中西氏(以下、敬称略):HAPPY RICE-DAYは、お米と一緒に社員の仕事中の写真も届けているので、配偶者の方から、働いている姿や職場環境など、普段見る機会のない姿が見ることが嬉しいというメッセージをいただきました。

また、岡村屋は毎回50食は用意しているのですが、いつも完売です。弊社は新卒採用を積極的にしているので、若い社員が多くて、仕事が忙しいと食事に手を抜く人も多いんです。だから、若い社員にはとても喜ばれています。

配る時間の前に告知をするんですが、毎回ズラリと列ができて、あっという間になくなってしまいます(笑)。

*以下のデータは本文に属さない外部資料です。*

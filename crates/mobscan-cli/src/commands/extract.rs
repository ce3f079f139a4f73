use crate::commands::{print_json, Context};
use crate::progress::TracingProgress;
use anyhow::{Context as _, Result};
use clap::Args;
use mobscan_core::dto::{Extraction, InvalidEntry, ValidEntry};
use mobscan_core::rules::extract_with;
use mobscan_io::companies::ParsedCollection;
use mobscan_io::report::{render_number_list, render_report, write_output};
use mobscan_io::source::{FileSource, RecordSource};
use serde::Serialize;
use std::path::{Path, PathBuf};
use tracing::warn;

#[derive(Debug, Args)]
pub struct ExtractArgs {
    /// JSON collection to scan; defaults to input.path from the config
    pub input: Option<PathBuf>,
    #[arg(long)]
    pub report: Option<PathBuf>,
    #[arg(long)]
    pub list: Option<PathBuf>,
    /// Print results without writing the report and list files
    #[arg(long)]
    pub no_write: bool,
    /// Fail on a missing or malformed input instead of treating it as empty
    #[arg(long)]
    pub strict: bool,
}

#[derive(Debug, Serialize)]
struct ExtractReport<'a> {
    source: String,
    records: usize,
    skipped: usize,
    warnings: &'a [String],
    valid: &'a [ValidEntry],
    invalid: &'a [InvalidEntry],
    report_path: Option<String>,
    list_path: Option<String>,
}

struct OutputPaths {
    report: PathBuf,
    list: PathBuf,
}

pub fn extract(ctx: &Context<'_>, args: ExtractArgs) -> Result<()> {
    let input = args.input.unwrap_or_else(|| ctx.config.input.path.clone());
    let source = FileSource::new(input, ctx.config.input.layout.clone());
    let parsed = load_collection(&source, args.strict)?;
    for warning in &parsed.warnings {
        warn!(source = %source.source_name(), "{warning}");
    }

    let mut progress = TracingProgress::default();
    let extraction = extract_with(&parsed.records, &mut progress);

    let outputs = if args.no_write || extraction.valid.is_empty() {
        None
    } else {
        Some(OutputPaths {
            report: args.report.unwrap_or_else(|| ctx.config.output.report_path.clone()),
            list: args.list.unwrap_or_else(|| ctx.config.output.list_path.clone()),
        })
    };

    if ctx.json {
        print_json(&ExtractReport {
            source: source.source_name(),
            records: parsed.records.len(),
            skipped: parsed.skipped,
            warnings: &parsed.warnings,
            valid: &extraction.valid,
            invalid: &extraction.invalid,
            report_path: outputs.as_ref().map(|o| o.report.display().to_string()),
            list_path: outputs.as_ref().map(|o| o.list.display().to_string()),
        })?;
    } else {
        print_extraction(&extraction);
    }

    if let Some(outputs) = outputs {
        write_outputs(ctx, &extraction, &outputs)?;
    }
    Ok(())
}

fn load_collection(source: &FileSource, strict: bool) -> Result<ParsedCollection> {
    match source.load() {
        Ok(parsed) => Ok(parsed),
        Err(err) if err.is_input_error() && !strict => {
            warn!("{err}; continuing with an empty collection");
            Ok(ParsedCollection::default())
        }
        Err(err) => Err(err).with_context(|| format!("load input {}", source.source_name())),
    }
}

fn print_extraction(extraction: &Extraction) {
    if extraction.valid.is_empty() {
        println!("No valid numbers found.");
    } else {
        println!("Found {} valid numbers:", extraction.valid.len());
        println!();
        for (index, entry) in extraction.valid.iter().enumerate() {
            println!("{}. {} - {}", index + 1, entry.name, entry.phone);
        }
    }

    if !extraction.invalid.is_empty() {
        println!();
        println!("Invalid numbers:");
        for entry in &extraction.invalid {
            println!("  - {}: {}", entry.name, entry.phone);
        }
    }
}

fn write_outputs(ctx: &Context<'_>, extraction: &Extraction, outputs: &OutputPaths) -> Result<()> {
    let report = render_report(&ctx.config.output.report_title, &extraction.valid);
    write_file(ctx, &outputs.report, &report, "Report")?;
    let list = render_number_list(&extraction.valid);
    write_file(ctx, &outputs.list, &list, "Numbers")
}

fn write_file(ctx: &Context<'_>, path: &Path, contents: &str, label: &str) -> Result<()> {
    write_output(path, contents).with_context(|| format!("write {}", path.display()))?;
    if !ctx.json {
        println!("{} written to {}", label, path.display());
    }
    Ok(())
}
use crate::companies::{parse_companies, InputLayout, ParsedCollection};
use crate::error::{IoError, Result};
use std::fs;
use std::path::PathBuf;

pub trait RecordSource {
    fn source_name(&self) -> String;
    fn load(&self) -> Result<ParsedCollection>;
}

/// Reads a JSON collection from disk.
#[derive(Debug, Clone)]
pub struct FileSource {
    pub path: PathBuf,
    pub layout: InputLayout,
}

impl FileSource {
    pub fn new(path: impl Into<PathBuf>, layout: InputLayout) -> Self {
        Self {
            path: path.into(),
            layout,
        }
    }
}

impl RecordSource for FileSource {
    fn source_name(&self) -> String {
        self.path.display().to_string()
    }

    fn load(&self) -> Result<ParsedCollection> {
        if !self.path.exists() {
            return Err(IoError::InputMissing(self.path.clone()));
        }
        let data = fs::read(&self.path).map_err(|source| IoError::Read {
            path: self.path.clone(),
            source,
        })?;
        parse_companies(&data, &self.layout).map_err(|source| IoError::InputMalformed {
            path: self.path.clone(),
            source,
        })
    }
}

金儲けより人儲け。会社とは“社員に成長機会を与える場”であるべき

――どうしてこのような福利厚生を導入しているのでしょうか。

小俣:決してユニークなこと、奇をてらったことをしようとは考えていません。弊社の経営理念に「人儲け」というものがあるのですが、社員が成長し、市場価値の高い人物になってもらいたいという想いで、必要な制度を導入しています。

代表の岡村がよく口にする言葉に、「社員には常に最先端のことをやってもらい、もし転職して次の職場に行ったとしても、さすがアドウェイズの社員だと言われるような、食いっぱぐれない人になってほしい」というものがあります。私たちも、そんな人材を育てたいという想いを実現するために、制度や働き方の見直しに取り組んでいます。

――離職率が減ったなど、効果は出ていますか。

中西:福利厚生が要因となって、離職率が減ったかまではわかりません。ですが、こういった機会を作ることで、より会社を好きになって、会社で力を付けようと考えてもらえるきっかけになったら良いなと思います。

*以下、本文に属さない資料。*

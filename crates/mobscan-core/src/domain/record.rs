use serde::{Deserialize, Serialize};

pub const DEFAULT_RECORD_ID: &str = "N/A";
pub const DEFAULT_DISPLAY_NAME: &str = "unspecified";

/// One entry of the contact collection. A `None` phone means the entry carried
/// no phone field at all.
#[derive(Debug, Clone, Default, PartialEq, Eq, Serialize, Deserialize)]
pub struct Record {
    pub id: Option<String>,
    pub display_name: Option<String>,
    pub phone_raw: Option<String>,
}

impl Record {
    pub fn new(
        id: impl Into<String>,
        display_name: impl Into<String>,
        phone_raw: impl Into<String>,
    ) -> Self {
        Self {
            id: Some(id.into()),
            display_name: Some(display_name.into()),
            phone_raw: Some(phone_raw.into()),
        }
    }

    pub fn id_or_default(&self) -> &str {
        self.id.as_deref().unwrap_or(DEFAULT_RECORD_ID)
    }

    pub fn name_or_default(&self) -> &str {
        self.display_name.as_deref().unwrap_or(DEFAULT_DISPLAY_NAME)
    }
}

社員のライフスタイルに合わせて働ける職場にすることで、何か問題があった場合でも、仕事を辞めなくても良い環境にしていきたい。そして、より仕事に打ち込める環境で、成長機会を逃さずに市場価値の高い人材になってもらいたいと考えています。

福利厚生があることで家族や友人に誇れる会社に

実際、社員は福利厚生についてどのように思っているのだろうか。社内でHAPPY RICE-DAYを利用しているという入社10年目の美馬氏と、岡村屋を利用しているという入社2年目の岡沢氏にお話を伺った。

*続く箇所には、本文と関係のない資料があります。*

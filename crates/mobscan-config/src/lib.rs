use std::env;
use std::fs;
use std::path::{Path, PathBuf};

use mobscan_io::companies::InputLayout;
use serde::Deserialize;
use thiserror::Error;

const APP_DIR: &str = "mobscan";
const CONFIG_FILENAME: &str = "config.toml";

pub const DEFAULT_INPUT_PATH: &str = "progress_page_460.json";
pub const DEFAULT_REPORT_PATH: &str = "valid_mobile_numbers.txt";
pub const DEFAULT_LIST_PATH: &str = "mobile_numbers_only.txt";
pub const DEFAULT_REPORT_TITLE: &str = "Valid mobile numbers";

#[derive(Debug, Clone, PartialEq, Eq)]
pub struct AppConfig {
    pub input: InputConfig,
    pub output: OutputConfig,
}

/// Where the collection lives and which JSON keys carry each record field.
#[derive(Debug, Clone, PartialEq, Eq)]
pub struct InputConfig {
    pub path: PathBuf,
    pub layout: InputLayout,
}

#[derive(Debug, Clone, PartialEq, Eq)]
pub struct OutputConfig {
    pub report_path: PathBuf,
    pub list_path: PathBuf,
    pub report_title: String,
}

impl Default for AppConfig {
    fn default() -> Self {
        Self {
            input: InputConfig {
                path: PathBuf::from(DEFAULT_INPUT_PATH),
                layout: InputLayout::default(),
            },
            output: OutputConfig {
                report_path: PathBuf::from(DEFAULT_REPORT_PATH),
                list_path: PathBuf::from(DEFAULT_LIST_PATH),
                report_title: DEFAULT_REPORT_TITLE.to_string(),
            },
        }
    }
}

#[derive(Debug, Error)]
pub enum ConfigError {
    #[error("missing home directory")]
    MissingHomeDir,
    #[error("invalid config path: {0}")]
    InvalidConfigPath(PathBuf),
    #[error("config file not found: {0}")]
    MissingConfigFile(PathBuf),
    #[error("invalid {section}.{field} value: must not be empty")]
    InvalidField {
        section: &'static str,
        field: &'static str,
    },
    #[error("failed to read config file {path}: {source}")]
    Read {
        path: PathBuf,
        #[source]
        source: std::io::Error,
    },
    #[error("failed to parse config file {path}: {source}")]
    Parse {
        path: PathBuf,
        #[source]
        source: toml::de::Error,
    },
}

pub type Result<T> = std::result::Result<T, ConfigError>;

#[derive(Debug, Default, Deserialize)]
#[serde(deny_unknown_fields)]
struct ConfigFile {
    input: Option<InputFile>,
    output: Option<OutputFile>,
}

#[derive(Debug, Default, Deserialize)]
#[serde(deny_unknown_fields)]
struct InputFile {
    path: Option<PathBuf>,
    collection: Option<String>,
    id_field: Option<String>,
    name_field: Option<String>,
    contact_field: Option<String>,
    phone_field: Option<String>,
}

#[derive(Debug, Default, Deserialize)]
#[serde(deny_unknown_fields)]
struct OutputFile {
    report_path: Option<PathBuf>,
    list_path: Option<PathBuf>,
    report_title: Option<String>,
}

pub fn load(config_path: Option<PathBuf>) -> Result<AppConfig> {
    let required = config_path.is_some();
    let path = match resolve_config_path(config_path) {
        Ok(path) => path,
        Err(ConfigError::MissingHomeDir) if !required => return Ok(AppConfig::default()),
        Err(ConfigError::InvalidConfigPath(_)) if !required => return Ok(AppConfig::default()),
        Err(err) => return Err(err),
    };
    match load_at_path(&path, required)? {
        Some(config) => Ok(config),
        None => Ok(AppConfig::default()),
    }
}

pub fn resolve_config_path(custom: Option<PathBuf>) -> Result<PathBuf> {
    match custom {
        Some(path) => {
            if path.as_os_str().is_empty() {
                return Err(ConfigError::InvalidConfigPath(path));
            }
            Ok(path)
        }
        None => {
            let base = if let Some(dir) = env::var_os("XDG_CONFIG_HOME") {
                let path = PathBuf::from(dir);
                if path.as_os_str().is_empty() {
                    return Err(ConfigError::InvalidConfigPath(path));
                }
                path
            } else {
                let home = dirs::home_dir().ok_or(ConfigError::MissingHomeDir)?;
                home.join(".config")
            };
            Ok(base.join(APP_DIR).join(CONFIG_FILENAME))
        }
    }
}

fn load_at_path(path: &Path, required: bool) -> Result<Option<AppConfig>> {
    if !path.exists() {
        if required {
            return Err(ConfigError::MissingConfigFile(path.to_path_buf()));
        }
        return Ok(None);
    }

    let contents = fs::read_to_string(path).map_err(|source| ConfigError::Read {
        path: path.to_path_buf(),
        source,
    })?;
    let parsed: ConfigFile = toml::from_str(&contents).map_err(|source| ConfigError::Parse {
        path: path.to_path_buf(),
        source,
    })?;
    Ok(Some(merge_config(parsed)?))
}

fn merge_config(parsed: ConfigFile) -> Result<AppConfig> {
    let mut config = AppConfig::default();

    if let Some(input) = parsed.input {
        if let Some(path) = input.path {
            config.input.path = non_empty_path(path, "input", "path")?;
        }
        let layout = &mut config.input.layout;
        merge_field(&mut layout.collection, input.collection, "collection")?;
        merge_field(&mut layout.id_field, input.id_field, "id_field")?;
        merge_field(&mut layout.name_field, input.name_field, "name_field")?;
        merge_field(&mut layout.contact_field, input.contact_field, "contact_field")?;
        merge_field(&mut layout.phone_field, input.phone_field, "phone_field")?;
    }

    if let Some(output) = parsed.output {
        if let Some(path) = output.report_path {
            config.output.report_path = non_empty_path(path, "output", "report_path")?;
        }
        if let Some(path) = output.list_path {
            config.output.list_path = non_empty_path(path, "output", "list_path")?;
        }
        if let Some(title) = output.report_title {
            let title = title.trim();
            if title.is_empty() {
                return Err(ConfigError::InvalidField {
                    section: "output",
                    field: "report_title",
                });
            }
            config.output.report_title = title.to_string();
        }
    }

    Ok(config)
}

fn merge_field(target: &mut String, value: Option<String>, field: &'static str) -> Result<()> {
    let Some(value) = value else {
        return Ok(());
    };
    let trimmed = value.trim();
    if trimmed.is_empty() {
        return Err(ConfigError::InvalidField {
            section: "input",
            field,
        });
    }
    *target = trimmed.to_string();
    Ok(())
}

fn non_empty_path(path: PathBuf, section: &'static str, field: &'static str) -> Result<PathBuf> {
    if path.as_os_str().is_empty() {
        return Err(ConfigError::InvalidField { section, field });
    }
    Ok(path)
}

――まず、HAPPY RICE-DAYからお話を伺いたいと思います。実際に利用してよかったなと思うことはありましたか。

美馬 氏(以下、敬称略):私は3人家族なので、年に2回、旦那と子どもの誕生日にHAPPY RICE-DAYが贈られます。先日、旦那の誕生日だったんですが、たまたま誕生日プレゼントを用意し忘れていて。そこにちょうどHAPPY RICE-DAYが届いて、旦那が私にありがとうって言ってくれたんです! ミスをフォローしてもらえて感謝しました(笑)。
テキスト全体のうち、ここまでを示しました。